We know there is more to do. And we know it's not easy.
Professor Rob Coe reminded me during one of our school improvement inquiry discussions that every nation on the planet is grappling with how to improve education. And nobody yet has come up with the universal recipe.
It's hard work. It's complex.
But it's what we must continue to do.
So, let's turn our attention to what this requires of us.
Our work here today—and every day—is about committing and recommitting to a new kind of leadership.
This is a leadership that sees beyond the boundaries of individual schools,
reaching into the collective potential of our entire trust community.
Consider the Policy Advisory Group, which we were pleased to announce earlier this week. We have 36 incredible leaders selected to feed their views into CST's policy discussions.
But what strikes me most isn't the 36. It's the more-than-one-hundred trust leaders – many of you in this room - who put their hand up for that election. And the hundreds more who cast their votes. This is system leadership.
This is a sector that sees itself as a community - interdependent.
But for too long, others have described the work of trusts through narrow definitions of success, shaped by discourses of New Public Management, that view the sector only through a transactional economic lens.
I've spent a long time in the academic literature written about trusts and time and again I encounter the same theoretical framing:
- Marketisation
- Corporatisation
- Fragmentation
- The language of New Public Management
But these are not your words. This is not how you describe your work.
Trusts are civic structures. Trusts are communities of improvement, repositories of professional expertise, and crucibles of innovation.
But more than this, trusts are schools. And schools are places of human flourishing – for children and adults.
We must continue to reframe the narrative. And we should demand better from those who work with us to research and write about our sector.
So let us be clear: the future of school improvement is collaborative.
The work of each trust is not isolated; it's interconnected with the work of every other trust in this room.
Each one of you is not just a leader of your own schools but a steward of knowledge for the sector as a whole.

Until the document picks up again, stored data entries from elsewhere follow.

// Workbook layout of the league export

/// Roster and per-team round statistics.
pub const CLUBS_SHEET: &str = "Info Clubes";

/// One row per played match.
pub const MATCHES_SHEET: &str = "Info Jogo";

/// Column-0 label of the header row in the clubs sheet.
pub const CLUBS_HEADER_SENTINEL: &str = "Equipa";

/// Column-0 label of the header row in the matches sheet.
pub const MATCHES_HEADER_SENTINEL: &str = "Equipa 1";

/// Column-0 labels of totals/average rows appended below the data.
pub const AGGREGATE_SENTINELS: [&str; 3] = ["TOTAIS", "MÉDIA", "TOTAL"];

pub fn is_aggregate_label(label: &str) -> bool {
    AGGREGATE_SENTINELS.contains(&label)
}

#[cfg(test)]
mod tests {
    use super::*;

    #[test]
    fn aggregate_labels_are_exact() {
        assert!(is_aggregate_label("TOTAIS"));
        assert!(is_aggregate_label("MÉDIA"));
        assert!(is_aggregate_label("TOTAL"));
        assert!(!is_aggregate_label("Total"));
        assert!(!is_aggregate_label("Benfica"));
    }
}
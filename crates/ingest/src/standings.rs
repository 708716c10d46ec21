// League table points from match results

use log::warn;
use ruckstats_core::{Match, Store, StoreError, TeamId};

/// Tries needed for the attacking bonus point.
pub const TRY_BONUS_THRESHOLD: u32 = 4;

/// Largest losing margin that still earns the losing bonus point.
pub const LOSING_BONUS_MARGIN: u32 = 7;

/// Points for one side: 4 win, 2 draw, 0 loss, +1 for 4+ tries, +1 for
/// losing by 7 or fewer.
pub fn league_points(scored: u32, conceded: u32, tries: u32) -> u32 {
    let mut points = match scored.cmp(&conceded) {
        std::cmp::Ordering::Greater => 4,
        std::cmp::Ordering::Equal => 2,
        std::cmp::Ordering::Less => 0,
    };
    if tries >= TRY_BONUS_THRESHOLD {
        points += 1;
    }
    if scored < conceded && conceded - scored <= LOSING_BONUS_MARGIN {
        points += 1;
    }
    points
}

/// Write each side's league points into its (team, round) stats row.
/// Returns how many sides had no row to update.
pub fn reconcile(m: &Match, store: &mut dyn Store) -> Result<usize, StoreError> {
    let sides: [(TeamId, u32); 2] = [
        (m.team1_id, league_points(m.points_team1, m.points_team2, m.tries_team1)),
        (m.team2_id, league_points(m.points_team2, m.points_team1, m.tries_team2)),
    ];
    let mut misses = 0;
    for (team_id, points) in sides {
        if !store.update_match_points(team_id, m.round, points)? {
            warn!("no round stats for team {team_id} in round {}; league points not recorded", m.round);
            misses += 1;
        }
    }
    Ok(misses)
}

Let us recognize that this work of knowledge building is a moral responsibility.
It's about human lives.
It's about shaping a system that stands the test of time because it is rooted in principle.
As leaders in this room, we are the custodians of that legacy.
Our task is not only to elevate standards but to uplift people.
To create an environment where teachers, staff, and students alike can flourish, where we draw on the best of what each trust has learned and make it available to all.
This is not just a call to action; it is a call to conscience.
We are building the system that will define the future for our children — and we must do it with integrity, with foresight, and with the courage to lead - Especially when leading requires us to stride into headwinds.
As we look ahead, I ask you to imagine the power of a trust-led system that is resilient in the face of any challenge.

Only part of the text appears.